*** Opening of Information supplied ***

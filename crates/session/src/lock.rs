//! Single-flight interaction lock
//!
//! At most one interactive login runs per session. `try_acquire` is a
//! synchronous check-and-set, so two tasks racing to log in cannot both get
//! past it before either suspends.
//!
//! Each acquisition gets a generation number. Stuck-interaction recovery may
//! `clear()` the lock out from under its holder; the stale guard then drops
//! without touching a newer holder's lock.

use std::sync::{Mutex, MutexGuard, PoisonError};

#[derive(Debug, Default)]
struct Slot {
    holder: Option<u64>,
    next_generation: u64,
}

#[derive(Debug, Default)]
pub struct InteractionLock {
    slot: Mutex<Slot>,
}

impl InteractionLock {
    pub fn new() -> Self {
        Self::default()
    }

    /// Take the lock, or `None` if an interaction is already in flight.
    pub fn try_acquire(&self) -> Option<InteractionGuard<'_>> {
        let mut slot = self.slot();
        if slot.holder.is_some() {
            return None;
        }
        let generation = slot.next_generation;
        slot.next_generation = slot.next_generation.wrapping_add(1);
        slot.holder = Some(generation);
        Some(InteractionGuard {
            lock: self,
            generation,
        })
    }

    pub fn is_held(&self) -> bool {
        self.slot().holder.is_some()
    }

    /// Force-release regardless of holder. Returns whether it was held.
    pub fn clear(&self) -> bool {
        self.slot().holder.take().is_some()
    }

    fn slot(&self) -> MutexGuard<'_, Slot> {
        self.slot.lock().unwrap_or_else(PoisonError::into_inner)
    }
}

/// Releases the lock on drop, unless it was cleared and re-acquired since.
#[derive(Debug)]
pub struct InteractionGuard<'a> {
    lock: &'a InteractionLock,
    generation: u64,
}

impl Drop for InteractionGuard<'_> {
    fn drop(&mut self) {
        let mut slot = self.lock.slot();
        if slot.holder == Some(self.generation) {
            slot.holder = None;
        }
    }
}
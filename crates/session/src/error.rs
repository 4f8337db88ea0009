//! Session error taxonomy
//!
//! Provider error codes never leave this crate unclassified except through
//! `Error::Provider`, which carries failures the session has no recovery for.

use identity::{ProviderError, StorageError};

/// Errors from session operations.
#[derive(Debug, thiserror::Error)]
pub enum Error {
    #[error("session manager is not initialized")]
    NotInitialized,

    #[error("no signed-in account")]
    NoAccount,

    #[error("interactive login required: {0}")]
    InteractionRequired(String),

    #[error("silent token renewal failed: {0}")]
    SilentRefreshFailed(String),

    #[error("another sign-in interaction is in progress, retry shortly: {0}")]
    InteractionInProgress(String),

    #[error("an interactive login is already in progress")]
    LoginAlreadyInProgress,

    #[error("the login window was closed or interrupted, please try again")]
    InteractionInterrupted,

    #[error("login was cancelled, please try again")]
    UserCancelled,

    #[error("the login popup was blocked, allow popups and try again")]
    PopupBlocked,

    #[error("initialization failed: {0}")]
    InitializationFailed(String),

    #[error("invalid configuration: {0}")]
    Config(String),

    #[error("session storage error: {0}")]
    Storage(#[from] StorageError),

    #[error(transparent)]
    Provider(#[from] ProviderError),
}

impl Error {
    /// Resolved by the user signing in (again).
    pub fn requires_login(&self) -> bool {
        matches!(
            self,
            Error::NoAccount
                | Error::InteractionRequired(_)
                | Error::SilentRefreshFailed(_)
                | Error::InteractionInterrupted
                | Error::UserCancelled
                | Error::PopupBlocked
        )
    }

    /// Worth retrying the same action after a short wait.
    pub fn is_retryable(&self) -> bool {
        matches!(
            self,
            Error::InteractionInProgress(_)
                | Error::InteractionInterrupted
                | Error::UserCancelled
                | Error::PopupBlocked
        )
    }
}

/// Result alias for session operations.
pub type Result<T> = std::result::Result<T, Error>;

#[cfg(test)]
mod tests {
    use super::*;

    #[test]
    fn user_facing_messages() {
        assert_eq!(
            Error::LoginAlreadyInProgress.to_string(),
            "an interactive login is already in progress"
        );
        assert_eq!(
            Error::UserCancelled.to_string(),
            "login was cancelled, please try again"
        );
        assert!(
            Error::InteractionInterrupted
                .to_string()
                .contains("closed or interrupted")
        );
    }

    #[test]
    fn provider_errors_pass_through_unchanged() {
        let err: Error = ProviderError::new("server_error", "token endpoint returned 500").into();
        assert_eq!(err.to_string(), "server_error: token endpoint returned 500");
        assert!(!err.requires_login());
        assert!(!err.is_retryable());
    }

    #[test]
    fn retry_versus_login_split() {
        assert!(Error::NoAccount.requires_login());
        assert!(!Error::NoAccount.is_retryable());
        assert!(Error::InteractionInProgress("stuck".into()).is_retryable());
        assert!(!Error::LoginAlreadyInProgress.is_retryable());
        assert!(!Error::NotInitialized.requires_login());
    }
}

*** Close of Information supplied ***

--- Action item ---
Your answer must be the lines from the first line of the records through the line containing "impl Drop for", copied exactly.

--- Answer section ---
filename crates/session/src/lock.rs
//! Single-flight interaction lock
//!
//! At most one interactive login runs per session. `try_acquire` is a
//! synchronous check-and-set, so two tasks racing to log in cannot both get
//! past it before either suspends.
//!
//! Each acquisition gets a generation number. Stuck-interaction recovery may
//! `clear()` the lock out from under its holder; the stale guard then drops
//! without touching a newer holder's lock.

use std::sync::{Mutex, MutexGuard, PoisonError};

#[derive(Debug, Default)]
struct Slot {
    holder: Option<u64>,
    next_generation: u64,
}

#[derive(Debug, Default)]
pub struct InteractionLock {
    slot: Mutex<Slot>,
}

impl InteractionLock {
    pub fn new() -> Self {
        Self::default()
    }

    /// Take the lock, or `None` if an interaction is already in flight.
    pub fn try_acquire(&self) -> Option<InteractionGuard<'_>> {
        let mut slot = self.slot();
        if slot.holder.is_some() {
            return None;
        }
        let generation = slot.next_generation;
        slot.next_generation = slot.next_generation.wrapping_add(1);
        slot.holder = Some(generation);
        Some(InteractionGuard {
            lock: self,
            generation,
        })
    }

    pub fn is_held(&self) -> bool {
        self.slot().holder.is_some()
    }

    /// Force-release regardless of holder. Returns whether it was held.
    pub fn clear(&self) -> bool {
        self.slot().holder.take().is_some()
    }

    fn slot(&self) -> MutexGuard<'_, Slot> {
        self.slot.lock().unwrap_or_else(PoisonError::into_inner)
    }
}

/// Releases the lock on drop, unless it was cleared and re-acquired since.
#[derive(Debug)]
pub struct InteractionGuard<'a> {
    lock: &'a InteractionLock,
    generation: u64,
}

impl Drop for InteractionGuard<'_> {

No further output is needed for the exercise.